From a librarian’s perspective, supporting scholarly projects raises questions of digital preservation. Over time, libraries may wind up hosting dozens of scholarly projects running on a wide variety of platforms. The components that make up these platforms – from programming languages to databases to web frameworks – require regular updates for security reasons. And, as anyone who has had to maintain software applications over a long period of time knows, making these updates frequently breaks things. While there are certain applications that require software preservation, most do not. What’s necessary is to export the data, preserve it, and carry it forward into a new system. The effort that goes into patching old platforms might be redirected to data curation and the “extract, transform, and load” (or ETL) procedures needed to move data between platforms.

In face of these difficulties, why do so many digital scholarship projects begin by putting together interfaces with token datasets? At the Vanderbilt THATCamp in October 2015, Todd Hughes, former Director of Instructional Technologies at the Center for Second Language Studies at Vanderbilt, and I organized a session called the Data-First Manifesto.2 The majority of attendees at the session were graduate students. We talked about how placing an emphasis on creating digital interfaces imposed barriers to their participation in digital scholarship. We also began to sketch an alternative approach.

The issues raised ranged from the hermeneutical, namely that interfaces place interpretative perspectives on multivalent data, to the equitable, with graduate students voicing concern that their contributions do not show through interfaces adequately. By the end of the session, we had the makings of a manifesto we wanted to write.

Todd Hughes and I worked back and forth during the spring of 2015 to compose a manifesto that we aimed to launch at the 2016 Digital Humanities Conference (DH2016) in Krakow, Poland. We borrowed its form from the Agile Manifesto, a call issued by leading software engineers in 2001 to shift priorities in project management.3 Like the Agile Manifesto, we presented our argument in four sets of ordered priorities. The purpose of these theses is not to set out an entire theory of digital scholarship project management or even data curation. Rather, our goal is to shift the emphasis in whatever framework scholars are using to produce digital scholarship. As planned, we publicly presented the manifesto in Krakow. We received generally good feedback, but we’re still in the listening phase as we gather critical responses to our suggestions.

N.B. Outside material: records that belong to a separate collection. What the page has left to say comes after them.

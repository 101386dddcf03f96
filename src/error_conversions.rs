//! Conversions from domain constraint failures into layer errors.
//!
//! The domain layer does not depend on repository or service error types.

use crate::domain::types::TypeConstraintError;
use crate::repository::errors::RepositoryError;
#[cfg(feature = "server")]
use crate::services::ServiceError;

#[cfg(feature = "server")]
impl From<TypeConstraintError> for ServiceError {
    fn from(val: TypeConstraintError) -> Self {
        match val {
            TypeConstraintError::UnknownStage(stage) => ServiceError::InvalidStage(stage),
            other => ServiceError::TypeConstraint(other.to_string()),
        }
    }
}

impl From<TypeConstraintError> for RepositoryError {
    fn from(val: TypeConstraintError) -> Self {
        RepositoryError::InvalidRow(val.to_string())
    }
}
use serde::{Deserialize, Serialize};

use crate::domain::types::{AdminEmail, AdminId, AdminName, HubId, TypeConstraintError};

/// Staff member who moves clients through the pipeline.
#[derive(Clone, Debug, Serialize, Deserialize, PartialEq)]
pub struct Admin {
    pub id: AdminId,
    pub hub_id: HubId,
    pub name: AdminName,
    pub email: AdminEmail,
}

#[derive(Clone, Debug, PartialEq)]
pub struct NewAdmin {
    pub hub_id: HubId,
    pub name: AdminName,
    pub email: AdminEmail,
}

impl NewAdmin {
    #[must_use]
    pub fn new(hub_id: HubId, name: AdminName, email: AdminEmail) -> Self {
        Self {
            hub_id,
            name,
            email,
        }
    }

    pub fn try_new(hub_id: i32, name: String, email: String) -> Result<Self, TypeConstraintError> {
        Ok(Self::new(
            HubId::new(hub_id)?,
            AdminName::new(name)?,
            AdminEmail::new(email)?,
        ))
    }
}
//! Kanban board loading and drag-and-drop orchestration.

use pushkind_common::domain::auth::AuthenticatedUser;

use crate::SERVICE_ACCESS_ROLE;
use crate::domain::board::{Board, BoardScope, PendingMove, PointerRelease, resolve_drop_target};
use crate::domain::types::ProductId;
use crate::repository::{
    AdminWriter, ClientEventWriter, ClientListQuery, ClientProductReader, ClientProductWriter,
    ClientReader, ClientWriter, ProductReader,
};
use crate::services::pipeline::{set_product_stage, set_return_stage};
use crate::services::{ServiceError, ServiceResult, ensure_role, user_hub};

/// Result of a drop that did not fail.
#[derive(Debug, Clone, PartialEq, Eq)]
pub enum DropOutcome {
    /// Released outside any card or column.
    Cancelled,
    /// Dropped onto the card's own stage; nothing was sent.
    Unchanged,
    /// The server confirmed the move.
    Moved(PendingMove),
}

/// Scope selected by an optional `product` query parameter.
pub fn board_scope(product: Option<i32>) -> ServiceResult<BoardScope> {
    match product {
        Some(product_id) => Ok(BoardScope::Product(ProductId::new(product_id)?)),
        None => Ok(BoardScope::Returns),
    }
}

/// Authoritative board for `scope`. Archived clients are not shown.
pub fn load_board<R>(repo: &R, user: &AuthenticatedUser, scope: BoardScope) -> ServiceResult<Board>
where
    R: ClientReader + ProductReader + ClientProductReader + ?Sized,
{
    ensure_role(user, SERVICE_ACCESS_ROLE)?;
    let hub_id = user_hub(user)?;

    match scope {
        BoardScope::Returns => {
            let (_total, clients) =
                repo.list_clients(ClientListQuery::new(hub_id).archived(false))?;
            Ok(Board::for_returns(&clients))
        }
        BoardScope::Product(product_id) => {
            let product = repo
                .get_product_by_id(product_id, hub_id)?
                .ok_or(ServiceError::NotFound)?;
            let items = repo.list_product_cards(product_id, hub_id)?;
            Ok(Board::for_product(&product, &items))
        }
    }
}

/// Applies a drag-and-drop gesture to `board`.
///
/// The card moves in `board` before the transition call is issued, so the
/// caller sees the optimistic state. Exactly one transition call is made for
/// a real move. When that call fails, `board` is replaced by a freshly loaded
/// authoritative board and the error is returned. Failed moves are not
/// retried.
pub fn drop_card<R>(
    repo: &R,
    user: &AuthenticatedUser,
    board: &mut Board,
    release: &PointerRelease,
) -> ServiceResult<DropOutcome>
where
    R: ClientReader
        + ClientWriter
        + ProductReader
        + ClientProductReader
        + ClientProductWriter
        + AdminWriter
        + ClientEventWriter
        + ?Sized,
{
    let Some(target) = resolve_drop_target(board, &release.over) else {
        return Ok(DropOutcome::Cancelled);
    };
    let Some(pending) = board.move_card(release.card_id, &target) else {
        return Ok(DropOutcome::Unchanged);
    };

    let confirmed = match board.scope {
        BoardScope::Returns => {
            set_return_stage(repo, user, pending.card_id, &pending.to).map(|_| ())
        }
        BoardScope::Product(_) => pending
            .to
            .parse::<i32>()
            .map_err(|_| ServiceError::InvalidStage(pending.to.clone()))
            .and_then(|stage_id| set_product_stage(repo, user, pending.card_id, stage_id))
            .map(|_| ()),
    };

    match confirmed {
        Ok(()) => Ok(DropOutcome::Moved(pending)),
        Err(err) => {
            log::warn!(
                "Reverting card {} from {} back to {}: {err}",
                pending.card_id,
                pending.to,
                pending.from
            );
            match load_board(repo, user, board.scope) {
                Ok(fresh) => *board = fresh,
                Err(reload) => log::error!("Failed to reload board after a failed move: {reload}"),
            }
            Err(err)
        }
    }
}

2.Exegesis of the manifesto

The manifesto puts forward four ordered sets of preferences, calling for emphasizing data serializations over databases, application programming interfaces over graphic user interfaces, curating data over summarizing information, and citing datasets over referring to results.4 I’d like now to exegete these four sets of preferences. How do these preferences promote the “agile, collaborative, efficient, and transparent practices in digital scholarship” the manifesto seeks to foster?

3.Data serializations over databases

The first preference prioritizes “Data Serializations over Databases.” Let’s begin by defining our terms.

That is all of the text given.